- [PROBLEM DETAILS]:
Please copy the leading lines of the entries below exactly, concluding with the line in which "0x63 and 0x64." occurs.

- [Stored data entries]:

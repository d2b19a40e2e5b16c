//! Power amplifier registers
//!
//! PA_POWER8..PA_POWER1 hold eight output levels (0x5A..0x61, level 7 first), PA_POWER0
//! selects which one is used and how ramping between them happens. PA_CONFIG1 and
//! PA_CONFIG0 follow at 0x63 and 0x64.

use core::convert::Infallible;

use regiface::{register, FromByteArray, ReadableRegister, ToByteArray, WritableRegister};

/// Address of PA_POWER8, which holds level 7
pub const PA_POWER8_ADDRESS: u8 = 0x5A;

/// Highest PA level index
pub const MAX_PA_LEVEL_INDEX: u8 = 7;

/// Register address holding PA level `index`, or `None` past the last level
pub const fn pa_level_address(index: u8) -> Option<u8> {
    if index > MAX_PA_LEVEL_INDEX {
        return None;
    }
    Some(PA_POWER8_ADDRESS + MAX_PA_LEVEL_INDEX - index)
}

/// PA_POWER0 register (address: 0x62)
#[register(0x62u8)]
#[derive(Debug, Clone, Copy, PartialEq, Eq, ReadableRegister, WritableRegister)]
pub struct PaPower0 {
    /// DIG_SMOOTH_EN: digital smoothing for ASK/OOK
    pub dig_smooth: bool,
    /// PA_MAXDBM: drive the PA at its maximum output
    pub max_dbm: bool,
    /// PA_RAMP_EN: step through the levels up to `level_max_index`
    pub ramp_enabled: bool,
    /// PA_RAMP_STEP_LEN, 2 bits
    pub ramp_step_len: u8,
    /// PA_LEVEL_MAX_INDEX, 3 bits
    pub level_max_index: u8,
}

/// PA_CONFIG0.PA_FC Bessel filter cutoff
#[derive(Debug, Clone, Copy, PartialEq, Eq)]
#[cfg_attr(feature = "defmt", derive(defmt::Format))]
pub enum BesselFilter {
    /// 12.5 kHz, datarates below 16 kbps
    Khz12_5,
    /// 25 kHz, datarates below 32 kbps
    Khz25,
    /// 50 kHz, datarates below 62.5 kbps
    Khz50,
    /// 100 kHz
    Khz100,
}

impl BesselFilter {
    /// Cutoff suited to `datarate` bps
    pub fn for_datarate(datarate: u32) -> Self {
        match datarate {
            0..=15_999 => Self::Khz12_5,
            16_000..=31_999 => Self::Khz25,
            32_000..=62_499 => Self::Khz50,
            _ => Self::Khz100,
        }
    }

    fn to_bits(self) -> u8 {
        match self {
            Self::Khz12_5 => 0x00,
            Self::Khz25 => 0x01,
            Self::Khz50 => 0x02,
            Self::Khz100 => 0x03,
        }
    }

    fn from_bits(bits: u8) -> Self {
        match bits & PA_FC {
            0x00 => Self::Khz12_5,
            0x01 => Self::Khz25,
            0x02 => Self::Khz50,
            _ => Self::Khz100,
        }
    }
}

/// PA control block PA_POWER0, PA_CONFIG1, PA_CONFIG0 (address: 0x62)
#[register(0x62u8)]
#[derive(Debug, Clone, Copy, PartialEq, Eq, ReadableRegister, WritableRegister)]
pub struct PaControl {
    pub power: PaPower0,
    /// PA_CONFIG1.FIR_EN: FIR filter shaping the ASK/OOK envelope
    pub fir_enabled: bool,
    pub bessel_filter: BesselFilter,
    config1: u8,
    config0: u8,
}

/// PA ramping control PA_POWER0, PA_CONFIG1 (address: 0x62)
#[register(0x62u8)]
#[derive(Debug, Clone, Copy, PartialEq, Eq, ReadableRegister, WritableRegister)]
pub struct PaRamping {
    pub power: PaPower0,
    /// PA_CONFIG1.FIR_EN
    pub fir_enabled: bool,
    config1: u8,
}

const DIG_SMOOTH_EN: u8 = 0x80;
const PA_MAXDBM: u8 = 0x40;
const PA_RAMP_EN: u8 = 0x20;
const PA_RAMP_STEP_LEN: u8 = 0x18;
const PA_LEVEL_MAX_INDEX: u8 = 0x07;
const FIR_EN: u8 = 0x02;
const PA_FC: u8 = 0x03;

impl PaPower0 {
    fn from_byte(byte: u8) -> Self {
        Self {
            dig_smooth: byte & DIG_SMOOTH_EN != 0,
            max_dbm: byte & PA_MAXDBM != 0,
            ramp_enabled: byte & PA_RAMP_EN != 0,
            ramp_step_len: (byte & PA_RAMP_STEP_LEN) >> 3,
            level_max_index: byte & PA_LEVEL_MAX_INDEX,
        }
    }

    fn to_byte(self) -> u8 {
        let mut byte = ((self.ramp_step_len << 3) & PA_RAMP_STEP_LEN)
            | (self.level_max_index & PA_LEVEL_MAX_INDEX);
        if self.dig_smooth {
            byte |= DIG_SMOOTH_EN;
        }
        if self.max_dbm {
            byte |= PA_MAXDBM;
        }
        if self.ramp_enabled {
            byte |= PA_RAMP_EN;
        }
        byte
    }
}

fn with_fir(config1: u8, enabled: bool) -> u8 {
    if enabled {
        config1 | FIR_EN
    } else {
        config1 & !FIR_EN
    }
}

impl FromByteArray for PaPower0 {
    type Error = Infallible;
    type Array = [u8; 1];

    fn from_bytes(bytes: Self::Array) -> Result<Self, Self::Error> {
        Ok(Self::from_byte(bytes[0]))
    }
}

impl ToByteArray for PaPower0 {
    type Error = Infallible;
    type Array = [u8; 1];

    fn to_bytes(self) -> Result<Self::Array, Self::Error> {
        Ok([self.to_byte()])
    }
}

impl FromByteArray for PaControl {
    type Error = Infallible;
    type Array = [u8; 3];

    fn from_bytes(bytes: Self::Array) -> Result<Self, Self::Error> {
        Ok(Self {
            power: PaPower0::from_byte(bytes[0]),
            fir_enabled: bytes[1] & FIR_EN != 0,
            bessel_filter: BesselFilter::from_bits(bytes[2]),
            config1: bytes[1],
            config0: bytes[2],
        })
    }
}

impl ToByteArray for PaControl {
    type Error = Infallible;
    type Array = [u8; 3];

    fn to_bytes(self) -> Result<Self::Array, Self::Error> {
        Ok([
            self.power.to_byte(),
            with_fir(self.config1, self.fir_enabled),
            (self.config0 & !PA_FC) | self.bessel_filter.to_bits(),
        ])
    }
}

impl FromByteArray for PaRamping {
    type Error = Infallible;
    type Array = [u8; 2];

    fn from_bytes(bytes: Self::Array) -> Result<Self, Self::Error> {
        Ok(Self {
            power: PaPower0::from_byte(bytes[0]),
            fir_enabled: bytes[1] & FIR_EN != 0,
            config1: bytes[1],
        })
    }
}

impl ToByteArray for PaRamping {
    type Error = Infallible;
    type Array = [u8; 2];

    fn to_bytes(self) -> Result<Self::Array, Self::Error> {
        Ok([self.power.to_byte(), with_fir(self.config1, self.fir_enabled)])
    }
}

#[cfg(test)]
mod tests {
    use super::*;

    #[test]
    fn level_addresses_run_backwards() {
        assert_eq!(pa_level_address(7), Some(0x5A));
        assert_eq!(pa_level_address(0), Some(0x61));
        assert_eq!(pa_level_address(8), None);
    }

    #[test]
    fn power0_fields() {
        let power = PaPower0::from_bytes([0xFF]).unwrap();
        assert!(power.dig_smooth && power.max_dbm && power.ramp_enabled);
        assert_eq!((power.ramp_step_len, power.level_max_index), (3, 7));
        assert_eq!(power.to_bytes().unwrap(), [0xFF]);

        let power = PaPower0 {
            max_dbm: false,
            level_max_index: 2,
            ..power
        };
        assert_eq!(power.to_bytes().unwrap(), [0xBA]);
    }

    #[test]
    fn control_block_preserves_other_config_bits() {
        let mut control = PaControl::from_bytes([0x01, 0x41, 0xD6]).unwrap();
        assert!(!control.fir_enabled);
        assert_eq!(control.bessel_filter, BesselFilter::Khz50);

        control.power.dig_smooth = true;
        control.fir_enabled = true;
        control.bessel_filter = BesselFilter::Khz25;
        assert_eq!(control.to_bytes().unwrap(), [0x81, 0x43, 0xD5]);
    }

    #[test]
    fn bessel_filter_thresholds() {
        assert_eq!(BesselFilter::for_datarate(15_999), BesselFilter::Khz12_5);
        assert_eq!(BesselFilter::for_datarate(16_000), BesselFilter::Khz25);
        assert_eq!(BesselFilter::for_datarate(38_400), BesselFilter::Khz50);
        assert_eq!(BesselFilter::for_datarate(62_500), BesselFilter::Khz100);
    }
}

- [ANSWER FOR THE TASK]:
repository d2b19a40e2e5b16c
//! Power amplifier registers
//!
//! PA_POWER8..PA_POWER1 hold eight output levels (0x5A..0x61, level 7 first), PA_POWER0
//! selects which one is used and how ramping between them happens. PA_CONFIG1 and
//! PA_CONFIG0 follow at 0x63 and 0x64.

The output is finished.